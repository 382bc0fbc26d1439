use gtk::prelude::*;
use gtk4 as gtk;
use gtk4_layer_shell::{Edge, Layer, LayerShell};
use speedial_core::geometry::Rect;

/// Full-screen transparent overlay; the input region decides which parts
/// actually receive pointer events.
pub fn init_layer_shell(window: &gtk::ApplicationWindow) {
    window.init_layer_shell();
    window.set_layer(Layer::Overlay);
    window.set_namespace(Some("speedial"));
    window.set_exclusive_zone(-1);
    for edge in [Edge::Left, Edge::Right, Edge::Top, Edge::Bottom] {
        window.set_anchor(edge, true);
    }
    window.set_keyboard_mode(gtk4_layer_shell::KeyboardMode::OnDemand);
}

fn to_rectangle_int(rect: &Rect) -> cairo::RectangleInt {
    let x = rect.x.floor();
    let y = rect.y.floor();
    cairo::RectangleInt::new(
        x as i32,
        y as i32,
        (rect.x + rect.width - x).ceil() as i32,
        (rect.y + rect.height - y).ceil() as i32,
    )
}

/// Restricts pointer input to `rects` so clicks elsewhere reach the
/// windows underneath.
pub fn set_input_region(window: &gtk::ApplicationWindow, rects: &[Rect]) {
    let Some(surface) = window.surface() else {
        return;
    };

    let region = cairo::Region::create();
    for rect in rects {
        if let Err(e) = region.union_rectangle(&to_rectangle_int(rect)) {
            log::error!("Failed to build input region: {}", e);
            return;
        }
    }
    surface.set_input_region(&region);
}
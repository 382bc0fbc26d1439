use crate::events::AppEvent;
use async_channel::Sender;
use std::thread;
use tokio::runtime::Runtime;

/// Runs the control socket and the config watcher on a private tokio runtime.
pub fn start_background_services(tx: Sender<AppEvent>) {
    thread::spawn(move || {
        let rt = match Runtime::new() {
            Ok(rt) => rt,
            Err(e) => {
                log::error!("Failed to create Tokio runtime: {}", e);
                return;
            }
        };

        rt.block_on(async {
            tokio::spawn(crate::sys::server::run_server(tx.clone()));
            tokio::spawn(crate::config::run_async_watcher(tx));

            std::future::pending::<()>().await;
        });
    });
}
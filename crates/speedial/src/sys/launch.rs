use crate::config::ExecCommand;
use std::process::{Command, Stdio};
use thiserror::Error;

#[derive(Debug, Error)]
pub enum LaunchError {
    #[error("Empty command")]
    EmptyCommand,
    #[error("Failed to parse command: {0}")]
    Parse(#[from] shell_words::ParseError),
    #[error(transparent)]
    Io(#[from] std::io::Error),
}

pub fn split_command(exec: &ExecCommand) -> Result<Vec<String>, LaunchError> {
    let argv = shell_words::split(exec)?;
    if argv.is_empty() {
        return Err(LaunchError::EmptyCommand);
    }
    Ok(argv)
}

/// Starts `exec` detached from our stdio; the child is not waited on.
pub fn spawn(exec: &ExecCommand) -> Result<(), LaunchError> {
    let argv = split_command(exec)?;
    let (program, args) = argv.split_first().ok_or(LaunchError::EmptyCommand)?;

    Command::new(program)
        .args(args)
        .stdout(Stdio::null())
        .stderr(Stdio::null())
        .spawn()?;
    Ok(())
}
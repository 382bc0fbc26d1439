//! Toolkit-independent core of the speed-dial action button.
//!
//! [`ActionButton`] owns the widget state and the expand/collapse state
//! machine. Hosts supply data and behavior through the traits in
//! [`collaborator`], drive animation with [`ActionButton::advance`] and draw
//! [`ActionButton::scene`] back to front: backdrop, satellites, main element.

pub mod animation;
pub mod collaborator;
pub mod controller;
pub mod element;
pub mod error;
pub mod geometry;
pub mod layout;

pub use collaborator::{AnimationCustomizer, Configured, InteractionSink, ItemSource};
pub use controller::{ActionButton, HitTarget, Settings, Status, ToggleOutcome, TogglePolicy};
pub use error::ActionButtonError;
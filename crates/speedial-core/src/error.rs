use thiserror::Error;

#[derive(Debug, Error, Clone, PartialEq, Eq)]
pub enum ActionButtonError {
    #[error("Item source not found")]
    MissingItemSource,
    #[error("Item {index} out of range ({count} items)")]
    ItemOutOfRange { index: usize, count: usize },
}
//! Site configuration (_config.yml)

use anyhow::Result;
use serde::{Deserialize, Serialize};
use std::fs;
use std::path::Path;
use std::time::Duration;

/// Main site configuration
#[derive(Debug, Clone, Serialize, Deserialize)]
#[serde(default)]
pub struct SiteConfig {
    // Site
    pub title: String,
    pub language: String,

    // URL the site is published under, used by the HTTP content source
    pub url: String,

    // Content layout
    pub content_dir: String,
    pub manifest: String,
    pub markdown_ext: String,
    pub i18n_dir: String,

    // Page
    #[serde(default)]
    pub sections: SectionsConfig,
    pub nav: Vec<String>,
    pub home_link: String,
    pub post_fragment_prefix: String,
    pub transition_ms: u64,

    // Rendering
    #[serde(default)]
    pub markdown: MarkdownConfig,
    #[serde(default)]
    pub highlight: HighlightConfig,
}

impl Default for SiteConfig {
    fn default() -> Self {
        Self {
            title: "Blog".to_string(),
            language: "en".to_string(),

            url: "http://localhost:4000".to_string(),

            content_dir: "post".to_string(),
            manifest: "directory.json".to_string(),
            markdown_ext: "md".to_string(),
            i18n_dir: "languages".to_string(),

            sections: SectionsConfig::default(),
            nav: vec!["blog-list".to_string(), "about".to_string()],
            home_link: "home".to_string(),
            post_fragment_prefix: "post".to_string(),
            transition_ms: 600,

            markdown: MarkdownConfig::default(),
            highlight: HighlightConfig::default(),
        }
    }
}

impl SiteConfig {
    /// Load configuration from a file
    pub fn load<P: AsRef<Path>>(path: P) -> Result<Self> {
        let content = fs::read_to_string(path.as_ref())?;
        let config: SiteConfig = serde_yaml::from_str(&content)?;
        Ok(config)
    }

    /// URL path prefix of the content root, without a trailing slash
    pub fn content_root(&self) -> &str {
        self.content_dir.trim_end_matches('/')
    }

    /// Path of a post's Markdown body, relative to the content root
    pub fn post_body_path(&self, folder: &str) -> String {
        format!("{folder}/{folder}.{}", self.markdown_ext)
    }

    /// Every section the page manages: list, detail, then the extras
    pub fn all_sections(&self) -> Vec<String> {
        let mut sections = vec![self.sections.list.clone(), self.sections.detail.clone()];
        for extra in &self.sections.extra {
            if !sections.contains(extra) {
                sections.push(extra.clone());
            }
        }
        sections
    }

    pub fn transition(&self) -> Duration {
        Duration::from_millis(self.transition_ms)
    }
}

/// Section identifiers of the hosting page
#[derive(Debug, Clone, Serialize, Deserialize)]
#[serde(default)]
pub struct SectionsConfig {
    pub list: String,
    pub detail: String,
    #[serde(default)]
    pub extra: Vec<String>,
}

impl Default for SectionsConfig {
    fn default() -> Self {
        Self {
            list: "blog-list".to_string(),
            detail: "blog-detail".to_string(),
            extra: vec!["about".to_string()],
        }
    }
}

/// Markdown engine flags
#[derive(Debug, Clone, Serialize, Deserialize)]
#[serde(default)]
pub struct MarkdownConfig {
    pub html: bool,
    pub linkify: bool,
    pub typographer: bool,
}

impl Default for MarkdownConfig {
    fn default() -> Self {
        Self {
            html: true,
            linkify: true,
            typographer: true,
        }
    }
}

/// Code highlighting configuration
#[derive(Debug, Clone, Serialize, Deserialize)]
#[serde(default)]
pub struct HighlightConfig {
    pub enable: bool,
    pub theme: String,
    pub line_number: bool,
}

impl Default for HighlightConfig {
    fn default() -> Self {
        Self {
            enable: false,
            theme: "base16-ocean.dark".to_string(),
            line_number: false,
        }
    }
}

#[cfg(test)]
mod tests {
    use super::*;

    #[test]
    fn test_default_config() {
        let config = SiteConfig::default();
        assert_eq!(config.content_root(), "post");
        assert_eq!(config.manifest, "directory.json");
        assert_eq!(config.transition_ms, 600);
        assert!(config.markdown.html);
        assert!(!config.highlight.enable);
    }

    #[test]
    fn test_parse_config() {
        let yaml = r#"
title: My Blog
language: zh-CN
content_dir: content/
sections:
  list: posts
  detail: article
markdown:
  linkify: false
"#;
        let config: SiteConfig = serde_yaml::from_str(yaml).unwrap();
        assert_eq!(config.title, "My Blog");
        assert_eq!(config.language, "zh-CN");
        assert_eq!(config.content_root(), "content");
        assert_eq!(config.sections.list, "posts");
        assert!(config.sections.extra.is_empty());
        assert!(!config.markdown.linkify);
        assert!(config.markdown.typographer);
    }

    #[test]
    fn test_post_body_path() {
        let config = SiteConfig::default();
        assert_eq!(config.post_body_path("hello"), "hello/hello.md");
    }

    #[test]
    fn test_all_sections_dedup() {
        let mut config = SiteConfig::default();
        config.sections.extra = vec!["about".to_string(), "blog-list".to_string()];
        assert_eq!(config.all_sections(), vec!["blog-list", "blog-detail", "about"]);
    }
}
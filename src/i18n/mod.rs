//! Internationalization (i18n) support
//!
//! Every user-visible string the controller writes comes from here. English
//! and Chinese catalogs are built in; files in the site's language directory
//! (`en.yml`, `zh-CN.json`, ...) override individual keys.

use anyhow::Result;
use std::collections::HashMap;
use std::fs;
use std::path::Path;

const BUILTIN_EN: &str = r#"
posts:
  count:
    zero: "No posts"
    one: "1 post"
    other: "%d posts"
  empty: "No posts yet"
  read_more: "Read more →"
post:
  loading: "Loading"
  published: "Published on %s"
date:
  unknown: "Unknown date"
error:
  load_posts: "Failed to load posts, please reload the page"
  load_post: "Failed to load the post"
  not_found: "Post not found"
  reload: "Reload"
"#;

const BUILTIN_ZH: &str = r#"
posts:
  count:
    zero: "共计 0 篇文章"
    one: "共计 1 篇文章"
    other: "共计 %d 篇文章"
  empty: "暂无文章"
  read_more: "阅读全文 →"
post:
  loading: "加载中"
  published: "发布于 %s"
date:
  unknown: "日期未知"
error:
  load_posts: "加载文章失败，请刷新页面重试"
  load_post: "加载文章内容失败"
  not_found: "文章不存在"
  reload: "刷新页面"
"#;

type Catalog = HashMap<String, serde_yaml::Value>;

/// Internationalization handler
#[derive(Debug, Clone)]
pub struct I18n {
    /// Current language
    language: String,
    /// Language data: lang -> key -> translation
    translations: HashMap<String, Catalog>,
}

impl I18n {
    /// Create a handler with the built-in catalogs
    pub fn new(language: &str) -> Self {
        let mut translations = HashMap::new();
        for (lang, source) in [("en", BUILTIN_EN), ("zh", BUILTIN_ZH)] {
            match serde_yaml::from_str::<Catalog>(source) {
                Ok(data) => {
                    translations.insert(lang.to_string(), data);
                }
                Err(e) => tracing::error!("Built-in catalog {} is invalid: {}", lang, e),
            }
        }

        Self {
            language: language.to_string(),
            translations,
        }
    }

    /// Load language files from a directory, overriding built-in keys
    pub fn load_languages<P: AsRef<Path>>(&mut self, dir: P) -> Result<()> {
        let dir = dir.as_ref();
        if !dir.exists() {
            return Ok(());
        }

        for entry in fs::read_dir(dir)? {
            let path = entry?.path();
            if !path.is_file() {
                continue;
            }

            let ext = path.extension().and_then(|e| e.to_str());
            if !matches!(ext, Some("yml") | Some("yaml") | Some("json")) {
                continue;
            }

            let lang = path
                .file_stem()
                .and_then(|s| s.to_str())
                .unwrap_or("en")
                .to_string();
            let content = fs::read_to_string(&path)?;

            // Skip invalid files
            let data: Option<Catalog> = if ext == Some("json") {
                match serde_json::from_str::<serde_json::Value>(&content) {
                    Ok(json) => Some(convert_json_to_yaml(json)),
                    Err(e) => {
                        tracing::warn!("Failed to parse language file {:?}: {}", path, e);
                        None
                    }
                }
            } else {
                match serde_yaml::from_str(&content) {
                    Ok(data) => Some(data),
                    Err(e) => {
                        tracing::warn!("Failed to parse language file {:?}: {}", path, e);
                        None
                    }
                }
            };

            if let Some(data) = data {
                let catalog = self.translations.entry(lang).or_default();
                for (key, value) in data {
                    merge_value(catalog, key, value);
                }
                tracing::debug!("Loaded language file: {:?}", path);
            }
        }

        Ok(())
    }

    /// Get the current language
    pub fn language(&self) -> &str {
        &self.language
    }

    /// Get a translation by key; key can be nested like "error.reload"
    pub fn get(&self, key: &str) -> String {
        for lang in self.fallback_chain() {
            if let Some(value) = self
                .translations
                .get(lang)
                .and_then(|data| get_nested_value(data, key))
            {
                return yaml_value_to_string(value);
            }
        }

        // Return key as fallback
        key.to_string()
    }

    /// Get a translation and substitute `%s` with `arg`
    pub fn format(&self, key: &str, arg: &str) -> String {
        self.get(key).replace("%s", arg)
    }

    /// Get a pluralized translation, replacing `%d` with the count
    pub fn get_plural(&self, key: &str, count: usize) -> String {
        let plural_key = match count {
            0 => format!("{}.zero", key),
            1 => format!("{}.one", key),
            _ => format!("{}.other", key),
        };

        self.get(&plural_key).replace("%d", &count.to_string())
    }

    /// Exact language, then its base ("zh-CN" -> "zh"), then English
    fn fallback_chain(&self) -> Vec<&str> {
        let mut chain = vec![self.language.as_str()];
        if let Some((base, _)) = self.language.split_once(|c| c == '-' || c == '_') {
            chain.push(base);
        }
        if !chain.contains(&"en") {
            chain.push("en");
        }
        chain
    }
}

impl Default for I18n {
    fn default() -> Self {
        Self::new("en")
    }
}

/// Merge `value` into `catalog[key]`, descending into nested mappings
fn merge_value(catalog: &mut Catalog, key: String, value: serde_yaml::Value) {
    if let (Some(serde_yaml::Value::Mapping(existing)), serde_yaml::Value::Mapping(incoming)) =
        (catalog.get_mut(&key), &value)
    {
        merge_mapping(existing, incoming);
        return;
    }
    catalog.insert(key, value);
}

fn merge_mapping(existing: &mut serde_yaml::Mapping, incoming: &serde_yaml::Mapping) {
    for (k, v) in incoming {
        if let (Some(serde_yaml::Value::Mapping(inner)), serde_yaml::Value::Mapping(v)) =
            (existing.get_mut(k), v)
        {
            merge_mapping(inner, v);
            continue;
        }
        existing.insert(k.clone(), v.clone());
    }
}

/// Get a nested value from a YAML map using dot notation
fn get_nested_value<'a>(data: &'a Catalog, key: &str) -> Option<&'a serde_yaml::Value> {
    let mut parts = key.split('.');
    let mut current = data.get(parts.next()?);

    for part in parts {
        match current {
            Some(serde_yaml::Value::Mapping(map)) => {
                current = map.get(serde_yaml::Value::String(part.to_string()));
            }
            _ => return None,
        }
    }

    match current {
        Some(serde_yaml::Value::Mapping(_)) => None,
        other => other,
    }
}

/// Convert a YAML value to a string
fn yaml_value_to_string(value: &serde_yaml::Value) -> String {
    match value {
        serde_yaml::Value::String(s) => s.clone(),
        serde_yaml::Value::Number(n) => n.to_string(),
        serde_yaml::Value::Bool(b) => b.to_string(),
        serde_yaml::Value::Null => String::new(),
        _ => format!("{:?}", value),
    }
}

/// Convert JSON value to YAML HashMap
fn convert_json_to_yaml(json: serde_json::Value) -> Catalog {
    let mut result = HashMap::new();

    if let serde_json::Value::Object(obj) = json {
        for (key, value) in obj {
            result.insert(key, json_value_to_yaml(value));
        }
    }

    result
}

fn json_value_to_yaml(json: serde_json::Value) -> serde_yaml::Value {
    match json {
        serde_json::Value::Null => serde_yaml::Value::Null,
        serde_json::Value::Bool(b) => serde_yaml::Value::Bool(b),
        serde_json::Value::Number(n) => {
            if let Some(i) = n.as_i64() {
                serde_yaml::Value::Number(i.into())
            } else if let Some(f) = n.as_f64() {
                serde_yaml::Value::Number(serde_yaml::Number::from(f))
            } else {
                serde_yaml::Value::Null
            }
        }
        serde_json::Value::String(s) => serde_yaml::Value::String(s),
        serde_json::Value::Array(arr) => {
            serde_yaml::Value::Sequence(arr.into_iter().map(json_value_to_yaml).collect())
        }
        serde_json::Value::Object(obj) => {
            let mut map = serde_yaml::Mapping::new();
            for (k, v) in obj {
                map.insert(serde_yaml::Value::String(k), json_value_to_yaml(v));
            }
            serde_yaml::Value::Mapping(map)
        }
    }
}

#[cfg(test)]
mod tests {
    use super::*;

    #[test]
    fn test_builtin_translations() {
        let i18n = I18n::new("en");
        assert_eq!(i18n.get("error.reload"), "Reload");
        assert_eq!(i18n.format("post.published", "May 1, 2024"), "Published on May 1, 2024");
        assert_eq!(i18n.get("unknown.key"), "unknown.key");
        // A mapping is not a translation
        assert_eq!(i18n.get("posts.count"), "posts.count");
    }

    #[test]
    fn test_language_fallback_chain() {
        let i18n = I18n::new("zh-CN");
        assert_eq!(i18n.get("posts.empty"), "暂无文章");

        let i18n = I18n::new("de");
        assert_eq!(i18n.get("posts.empty"), "No posts yet");
        assert_eq!(i18n.get("error.not_found"), "Post not found");
    }

    #[test]
    fn test_plural() {
        let i18n = I18n::new("en");
        assert_eq!(i18n.get_plural("posts.count", 0), "No posts");
        assert_eq!(i18n.get_plural("posts.count", 1), "1 post");
        assert_eq!(i18n.get_plural("posts.count", 7), "7 posts");

        let i18n = I18n::new("zh-CN");
        assert_eq!(i18n.get_plural("posts.count", 3), "共计 3 篇文章");
    }

    #[test]
    fn test_load_languages_overrides() {
        let dir = tempfile::tempdir().unwrap();
        fs::write(
            dir.path().join("en.yml"),
            "posts:\n  empty: Nothing here\n",
        )
        .unwrap();
        fs::write(
            dir.path().join("fr.json"),
            r#"{"error": {"reload": "Recharger"}}"#,
        )
        .unwrap();
        fs::write(dir.path().join("broken.yml"), "posts: [unclosed").unwrap();

        let mut i18n = I18n::new("en");
        i18n.load_languages(dir.path()).unwrap();
        assert_eq!(i18n.get("posts.empty"), "Nothing here");
        // Sibling keys survive the merge
        assert_eq!(i18n.get("posts.read_more"), "Read more →");

        let mut fr = I18n::new("fr");
        fr.load_languages(dir.path()).unwrap();
        assert_eq!(fr.get("error.reload"), "Recharger");
        assert_eq!(fr.get("error.not_found"), "Post not found");
    }

    #[test]
    fn test_missing_language_dir() {
        let mut i18n = I18n::default();
        assert!(i18n.load_languages("/definitely/not/here").is_ok());
        assert_eq!(i18n.language(), "en");
    }
}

■ ■ ■ ■ ■ ■ ■

▶ [WORK REQUIRED]:
Scan the listing above. Gather each line that contains the word "events".

▶ [TASK OUTPUT]:
/// actually receive pointer events.
use crate::events::AppEvent;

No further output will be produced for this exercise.